VG Saarlouis: Ein Bestattungsunternehmer gehört zum Rechtskreis der Hinterbliebenen | | 0 Kommentare |

Vertrauen auf Angaben des Bestatters schützt nicht vor Gebührenforderungen des Friedhofs
Der beauftragte Bestatter handelt gegenüber der Friedhofsverwaltung zumeist im Namen seines Kunden, der eine Bestattung wünscht. Handelt er auch als Vermittler zwischen den ihn beauftragenden Hinterbliebenen und dem Friedhof, auf dem das Begräbnis stattfinden soll, so ist er dennoch dem Rechtskreis seines Kunden zugehörig.
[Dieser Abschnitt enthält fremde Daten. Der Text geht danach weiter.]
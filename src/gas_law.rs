use yaml_rust::Yaml;

use crate::{cell::Tracers, errors::ConfigError, HydroError};

/// Thermodynamic closure of the Euler equations.
///
/// Implementations must be deterministic and free of side effects. Inputs outside the
/// physically valid domain are reported as [`HydroError::Thermodynamic`]; the caller attaches
/// the cell context.
pub trait EquationOfState: Send + Sync {
    /// Specific internal energy from density and pressure.
    fn dp2e(&self, density: f64, pressure: f64, tracers: &Tracers) -> Result<f64, HydroError>;

    /// Pressure from density and specific internal energy.
    fn de2p(&self, density: f64, energy: f64, tracers: &Tracers) -> Result<f64, HydroError>;

    /// Sound speed from density and pressure.
    fn dp2c(&self, density: f64, pressure: f64, tracers: &Tracers) -> Result<f64, HydroError>;

    /// Entropy from density and pressure.
    fn dp2s(&self, density: f64, pressure: f64, tracers: &Tracers) -> Result<f64, HydroError>;
}

#[derive(Debug, Default, Clone, Copy)]
pub struct AdiabaticIndex {
    gamma: f64,
    odgm1: f64,
}

impl From<f64> for AdiabaticIndex {
    fn from(value: f64) -> Self {
        AdiabaticIndex {
            gamma: value,
            odgm1: 1. / (value - 1.),
        }
    }
}

impl From<AdiabaticIndex> for f64 {
    fn from(value: AdiabaticIndex) -> Self {
        value.gamma
    }
}

impl AdiabaticIndex {
    pub fn gamma(&self) -> f64 {
        self.gamma
    }

    pub fn odgm1(&self) -> f64 {
        self.odgm1
    }
}

#[derive(Debug, Clone, Copy)]
pub enum GasModel {
    Ideal,
    Isothermal { isothermal_internal_energy: f64 },
}

/// Ideal or isothermal gas with a constant adiabatic index.
#[derive(Debug, Clone, Copy)]
pub struct GasLaw {
    gamma: AdiabaticIndex,
    model: GasModel,
}

fn check_density(density: f64) -> Result<(), HydroError> {
    if !(density.is_finite() && density > 0.) {
        return Err(HydroError::thermodynamic("density", density, density));
    }
    Ok(())
}

impl GasLaw {
    pub fn new(gamma: f64, model: GasModel) -> Self {
        Self {
            gamma: gamma.into(),
            model,
        }
    }

    pub fn ideal(gamma: f64) -> Self {
        Self::new(gamma, GasModel::Ideal)
    }

    pub fn init(cfg: &Yaml) -> Result<Self, ConfigError> {
        let gamma = cfg["gamma"]
            .as_f64()
            .ok_or(ConfigError::MissingParameter("equation_of_state:gamma".to_string()))?;
        if gamma <= 1. {
            return Err(ConfigError::InvalidValue {
                name: "equation_of_state:gamma".to_string(),
                value: cfg["gamma"].clone(),
            });
        }
        let model = match cfg["equation_of_state"]["kind"].as_str().unwrap_or("Ideal") {
            "Ideal" => GasModel::Ideal,
            "Isothermal" => {
                let isothermal_internal_energy = cfg["equation_of_state"]
                    ["isothermal_internal_energy"]
                    .as_f64()
                    .ok_or(ConfigError::MissingParameter(
                        "equation_of_state:isothermal_internal_energy".to_string(),
                    ))?;
                GasModel::Isothermal {
                    isothermal_internal_energy,
                }
            }
            kind => {
                return Err(ConfigError::UnknownVariant {
                    kind: "equation of state",
                    name: kind.to_string(),
                })
            }
        };
        Ok(Self::new(gamma, model))
    }

    pub fn gamma(&self) -> &AdiabaticIndex {
        &self.gamma
    }
}

impl EquationOfState for GasLaw {
    fn dp2e(&self, density: f64, pressure: f64, _tracers: &Tracers) -> Result<f64, HydroError> {
        check_density(density)?;
        match self.model {
            GasModel::Ideal => {
                if !(pressure.is_finite() && pressure >= 0.) {
                    return Err(HydroError::thermodynamic("pressure", density, pressure));
                }
                Ok(pressure / density * self.gamma.odgm1())
            }
            GasModel::Isothermal {
                isothermal_internal_energy,
            } => Ok(isothermal_internal_energy),
        }
    }

    fn de2p(&self, density: f64, energy: f64, _tracers: &Tracers) -> Result<f64, HydroError> {
        check_density(density)?;
        match self.model {
            GasModel::Ideal => {
                if !(energy.is_finite() && energy >= 0.) {
                    return Err(HydroError::thermodynamic(
                        "specific internal energy",
                        density,
                        energy,
                    ));
                }
                Ok((self.gamma.gamma - 1.) * energy * density)
            }
            GasModel::Isothermal {
                isothermal_internal_energy,
            } => Ok((self.gamma.gamma - 1.) * isothermal_internal_energy * density),
        }
    }

    fn dp2c(&self, density: f64, pressure: f64, _tracers: &Tracers) -> Result<f64, HydroError> {
        check_density(density)?;
        match self.model {
            GasModel::Ideal => {
                if !(pressure.is_finite() && pressure >= 0.) {
                    return Err(HydroError::thermodynamic("pressure", density, pressure));
                }
                Ok((self.gamma.gamma * pressure / density).sqrt())
            }
            GasModel::Isothermal {
                isothermal_internal_energy,
            } => Ok(f64::sqrt(
                isothermal_internal_energy * self.gamma.gamma * (self.gamma.gamma - 1.),
            )),
        }
    }

    fn dp2s(&self, density: f64, pressure: f64, tracers: &Tracers) -> Result<f64, HydroError> {
        let internal_energy = self.dp2e(density, pressure, tracers)?;
        Ok((self.gamma.gamma - 1.) * internal_energy * density.powf(1. - self.gamma.gamma))
    }
}
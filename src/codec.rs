//! Fixed-length record encoding of conserved totals, used to exchange them between mesh
//! partitions.
//!
//! A record reads `[mass, energy, momentum_x, (momentum_y), (momentum_z), tracer_0, ...]`,
//! with the tracers in name order.

use glam::DVec3;

use crate::{cell::Extensive, utils::Dimensionality, HydroError};

#[derive(Debug, Clone, PartialEq)]
pub struct ExtensiveCodec {
    dimensionality: Dimensionality,
    tracer_names: Vec<String>,
}

impl ExtensiveCodec {
    pub fn new<S: AsRef<str>>(
        dimensionality: Dimensionality,
        tracer_names: impl IntoIterator<Item = S>,
    ) -> Self {
        let mut tracer_names: Vec<String> = tracer_names
            .into_iter()
            .map(|name| name.as_ref().to_string())
            .collect();
        tracer_names.sort();
        tracer_names.dedup();
        Self {
            dimensionality,
            tracer_names,
        }
    }

    /// A codec for every tracer present in `batch`.
    pub fn for_batch(dimensionality: Dimensionality, batch: &[Extensive]) -> Self {
        Self::new(
            dimensionality,
            batch.iter().flat_map(|extensive| extensive.tracers.keys()),
        )
    }

    pub fn tracer_names(&self) -> &[String] {
        &self.tracer_names
    }

    pub fn chunk_len(&self) -> usize {
        self.dimensionality.count() + 2 + self.tracer_names.len()
    }

    /// Missing tracers are written as zero, unknown tracers are dropped.
    pub fn encode(&self, batch: &[Extensive]) -> Vec<f64> {
        let dims = self.dimensionality.count();
        let mut buffer = Vec::with_capacity(batch.len() * self.chunk_len());
        for extensive in batch {
            buffer.push(extensive.mass());
            buffer.push(extensive.energy());
            let momentum = extensive.momentum();
            buffer.extend((0..dims).map(|i| momentum[i]));
            buffer.extend(
                self.tracer_names
                    .iter()
                    .map(|name| extensive.tracers.get(name).copied().unwrap_or(0.)),
            );
        }
        buffer
    }

    pub fn decode(&self, buffer: &[f64]) -> Result<Vec<Extensive>, HydroError> {
        let chunk_len = self.chunk_len();
        if buffer.len() % chunk_len != 0 {
            return Err(HydroError::malformed_batch(chunk_len, buffer.len()));
        }
        let dims = self.dimensionality.count();
        Ok(buffer
            .chunks_exact(chunk_len)
            .map(|record| {
                let mut momentum = DVec3::ZERO;
                for i in 0..dims {
                    momentum[i] = record[2 + i];
                }
                let mut extensive = Extensive::new(record[0], momentum, record[1]);
                extensive.tracers = self
                    .tracer_names
                    .iter()
                    .cloned()
                    .zip(record[2 + dims..].iter().copied())
                    .collect();
                extensive
            })
            .collect())
    }
}

#[cfg(test)]
mod test {
    use super::*;

    fn sample() -> Vec<Extensive> {
        let mut a = Extensive::new(1.5, DVec3::new(0.1, -0.2, 0.3), 7.25);
        a.tracers.insert("metals".to_string(), 0.01);
        a.tracers.insert("dye".to_string(), 0.75);
        let mut b = Extensive::new(0.3, DVec3::new(-4., 2., 0.), 1e-9);
        b.tracers.insert("dye".to_string(), 0.);
        b.tracers.insert("metals".to_string(), 0.2);
        vec![a, b]
    }

    #[test]
    fn test_layout() {
        let codec = ExtensiveCodec::new(Dimensionality::TwoD, ["metals", "dye"]);
        assert_eq!(codec.chunk_len(), 6);
        assert_eq!(codec.tracer_names(), &["dye".to_string(), "metals".to_string()]);
        let buffer = codec.encode(&sample()[..1]);
        assert_eq!(buffer, vec![1.5, 7.25, 0.1, -0.2, 0.75, 0.01]);
    }

    #[test]
    fn test_round_trip() {
        let batch = sample();
        let codec = ExtensiveCodec::for_batch(Dimensionality::ThreeD, &batch);
        let decoded = codec.decode(&codec.encode(&batch)).unwrap();
        assert_eq!(decoded, batch);
        assert!(codec.decode(&[]).unwrap().is_empty());
        assert!(codec.encode(&[]).is_empty());
    }

    #[test]
    fn test_malformed() {
        let codec = ExtensiveCodec::new(Dimensionality::OneD, ["dye"]);
        let result = codec.decode(&[0.; 5]);
        assert!(matches!(
            result,
            Err(HydroError::MalformedBatch {
                chunk_len: 4,
                buffer_len: 5,
                ..
            })
        ));
    }
}
//! The mesh collaborator consumed by the engine.
//!
//! The engine never builds a tessellation itself: it reads volumes, centroids, faces and
//! neighbours through [`Tessellation`] and asks the mesh to move, insert or remove vertices.

use glam::DVec3;

use crate::Dimensionality;

mod segment;

pub use segment::{MeshBoundary, SegmentMesh};

/// A face between two control volumes, or between a control volume and the domain exterior.
#[derive(Debug, Clone, Copy, PartialEq)]
pub struct Face {
    left: usize,
    right: Option<usize>,
    area: f64,
    normal: DVec3,
    centroid: DVec3,
    shift: Option<DVec3>,
}

impl Face {
    pub fn new(
        left: usize,
        right: Option<usize>,
        area: f64,
        normal: DVec3,
        centroid: DVec3,
        shift: Option<DVec3>,
    ) -> Self {
        Self {
            left,
            right,
            area,
            normal,
            centroid,
            shift,
        }
    }

    pub fn left(&self) -> usize {
        self.left
    }

    /// `None` for faces on the domain boundary.
    pub fn right(&self) -> Option<usize> {
        self.right
    }

    pub fn area(&self) -> f64 {
        self.area
    }

    /// Unit normal pointing from the left cell to the right cell (or outward).
    pub fn normal(&self) -> DVec3 {
        self.normal
    }

    /// Centroid in the frame of the left cell.
    pub fn centroid(&self) -> DVec3 {
        self.centroid
    }

    /// Offset to add to the right vertex to bring it into the frame of the left one.
    pub fn shift(&self) -> Option<DVec3> {
        self.shift
    }

    pub fn is_boundary(&self) -> bool {
        self.right.is_none()
    }

    /// The cell on the other side of this face, seen from `index`.
    pub fn other(&self, index: usize) -> Option<usize> {
        if index == self.left {
            self.right
        } else {
            Some(self.left)
        }
    }
}

pub trait Tessellation: Clone + Send + Sync + 'static {
    fn dimensionality(&self) -> Dimensionality;

    fn vertex_count(&self) -> usize;

    fn vertex_position(&self, index: usize) -> DVec3;

    fn vertex_positions(&self) -> Vec<DVec3> {
        (0..self.vertex_count())
            .map(|i| self.vertex_position(i))
            .collect()
    }

    fn cell_volume(&self, index: usize) -> f64;

    fn cell_centroid(&self, index: usize) -> DVec3;

    /// Characteristic linear size of a cell.
    fn cell_width(&self, index: usize) -> f64;

    fn neighbors(&self, index: usize) -> &[usize];

    /// Indices of the faces bounding a cell.
    fn faces_of(&self, index: usize) -> &[usize];

    fn faces(&self) -> &[Face];

    fn face(&self, index: usize) -> &Face {
        &self.faces()[index]
    }

    fn face_count(&self) -> usize {
        self.faces().len()
    }

    /// Reposition every vertex and rebuild the connectivity.
    fn move_vertices(&mut self, positions: &[DVec3]);

    /// Insert a vertex and return its index, which is always `vertex_count() - 1` afterwards.
    fn insert_vertex(&mut self, position: DVec3) -> usize;

    /// Remove a vertex. Vertices with a larger index shift down by one.
    fn remove_vertex(&mut self, index: usize);
}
So urteilte auch das VG Saarlouis in einem Gerichtsbescheid vom 23.04.2010. Dort wehrte sich der Hinterbliebene gegen einen Bescheid über die festgesetzten Friedhofsgebühren. Im Rahmen der Beauftragung hatte der Bestattungsunternehmer dem Kläger wohl zugesichert hat, dass das Sozialamt die Beerdigungskosten in jedem Fall übernehmen werde. Die Erklärung sei, so die saarländischen Richter, nicht der Friedhofsverwaltung zuzurechnen. Der Bestatter gehöre nicht zum Rechtskreis der gemeindlichen Friedhofs- bzw. Bestattungseinrichtung, sondern zu demjenigen der Friedhofsbenutzer; diese bedienten sich dieser Gewerbetreibenden zur Erledigung ihrer Angelegenheiten. Dem Bestattungsunternehmer gegenüber abgegebene Erklärungen wirkten daher weder unmittelbar gegen die gemeindliche Friedhofs- und Bestattungseinrichtung noch könnten von ihm abgegebene Erklärungen dieser unmittelbar zugerechnet werden.
Der Bestattungsunternehmer sei weder Empfangsbote noch passiver Stellvertreter der gemeindlichen Friedhofs- bzw. Bestattungseinrichtung.

Der Bestatter aber habe im entschiedenen Fall wirksam für seinen Kunden den die Gebührenpflicht auslösenden Bestattungsauftrag gegenüber dem Friedhofsbetrieb erteilt.